Provided entries:
Segment Open
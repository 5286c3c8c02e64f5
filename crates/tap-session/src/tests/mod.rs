
use std::sync::{Arc, Mutex};
use std::time::Duration;

use tap_core::modifiers::ModifierState;
use tap_core::pattern::decode;
use tap_core::table::{CommandList, EmptySlotPolicy, MapBuilder, TapMaps};
use tap_core::TapPattern;

use crate::controller::DeviceControl;
use crate::decision::{Decision, DecisionKind, DecisionObserver};
use crate::executor::{KeyEvent, KeySink};
use crate::recognizer::{MultiTapRecognizer, RecognizerConfig};
use crate::timer::{ManualScheduler, Scheduler, TimerHandle, TimerTask};

pub(super) const TIMEOUT: Duration = Duration::from_millis(300);

pub(super) fn p(s: &str) -> TapPattern {
    decode(s).unwrap()
}

pub(super) fn list(tokens: &[&str]) -> CommandList {
    tokens.iter().map(|t| t.to_string()).collect()
}

/// Build maps from `(MAPNAME_N, csv)` sources.
pub(super) fn maps_from(sources: &[(&str, &str)]) -> Arc<TapMaps> {
    let mut builder = MapBuilder::new(EmptySlotPolicy::Aligned);
    for (key, content) in sources {
        builder.add_source(key, content);
    }
    Arc::new(builder.build().unwrap())
}

/// `10000` → [A, B, C], `01000` → [X, Y], `00100` → [single], `11111` → [" "].
pub(super) fn abc_maps() -> Arc<TapMaps> {
    maps_from(&[
        ("DEFAULT_1", "10000,A\n01000,X\n00100,single\n11111, \n"),
        ("DEFAULT_2", "10000,B\n01000,Y\n"),
        ("DEFAULT_3", "10000,C\n"),
    ])
}

#[derive(Default)]
pub(super) struct RecordingSink {
    decisions: Mutex<Vec<Decision>>,
}

impl RecordingSink {
    pub fn take(&self) -> Vec<Decision> {
        std::mem::take(&mut *self.decisions.lock().unwrap())
    }

    /// Only the decisions that completed a gesture.
    pub fn take_final(&self) -> Vec<Decision> {
        self.take()
            .into_iter()
            .filter(|d| d.kind.is_final())
            .collect()
    }
}

impl DecisionObserver for RecordingSink {
    fn on_decision(&self, decision: &Decision) {
        self.decisions.lock().unwrap().push(decision.clone());
    }
}

#[derive(Default)]
pub(super) struct RecordingKeys {
    events: Mutex<Vec<KeyEvent>>,
}

impl RecordingKeys {
    pub fn take(&self) -> Vec<KeyEvent> {
        std::mem::take(&mut *self.events.lock().unwrap())
    }
}

impl KeySink for RecordingKeys {
    fn key_event(&self, event: KeyEvent) {
        self.events.lock().unwrap().push(event);
    }
}

#[derive(Default)]
pub(super) struct RecordingDevice {
    calls: Mutex<Vec<&'static str>>,
}

impl RecordingDevice {
    pub fn calls(&self) -> Vec<&'static str> {
        self.calls.lock().unwrap().clone()
    }
}

impl DeviceControl for RecordingDevice {
    fn start_mouse_mode(&self) {
        self.calls.lock().unwrap().push("start");
    }

    fn end_mouse_mode(&self) {
        self.calls.lock().unwrap().push("end");
    }
}

/// Scheduler whose tasks run even after being cancelled, to reproduce a
/// timer that fires while a tap is cancelling it.
#[derive(Default)]
pub(super) struct RacyScheduler {
    tasks: Mutex<Vec<TimerTask>>,
}

impl RacyScheduler {
    /// Remove every task ever scheduled, oldest first.
    pub fn drain(&self) -> Vec<TimerTask> {
        std::mem::take(&mut *self.tasks.lock().unwrap())
    }
}

impl Scheduler for RacyScheduler {
    fn schedule(&self, _delay: Duration, task: TimerTask) -> TimerHandle {
        self.tasks.lock().unwrap().push(task);
        TimerHandle::default()
    }
}

pub(super) struct Harness {
    pub sched: Arc<ManualScheduler>,
    pub sink: Arc<RecordingSink>,
    pub modifiers: Arc<ModifierState>,
    pub recognizer: MultiTapRecognizer,
}

impl Harness {
    pub fn new(maps: Arc<TapMaps>, loop_taps: bool) -> Self {
        let sched = Arc::new(ManualScheduler::new());
        let sink = Arc::new(RecordingSink::default());
        let modifiers = Arc::new(ModifierState::new());
        let recognizer = MultiTapRecognizer::new(
            maps,
            Arc::clone(&modifiers),
            Arc::clone(&sched) as Arc<dyn Scheduler>,
            Arc::clone(&sink) as Arc<dyn DecisionObserver>,
            RecognizerConfig {
                timeout: TIMEOUT,
                loop_taps,
            },
        );
        Self {
            sched,
            sink,
            modifiers,
            recognizer,
        }
    }

    pub fn tap(&self, s: &str) {
        self.recognizer.on_tap(p(s));
    }

    pub fn timeout(&self) -> usize {
        self.sched.advance(TIMEOUT)
    }
}

pub(super) fn kinds(decisions: &[Decision]) -> Vec<DecisionKind> {
    decisions.iter().map(|d| d.kind).collect()
}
Segment Closed
Problem: Find the string "struct" in the records, then copy each line where it occurs.

The completed task:
pub(super) struct RecordingSink {
pub(super) struct RecordingKeys {
pub(super) struct RecordingDevice {
pub(super) struct RacyScheduler {
pub(super) struct Harness {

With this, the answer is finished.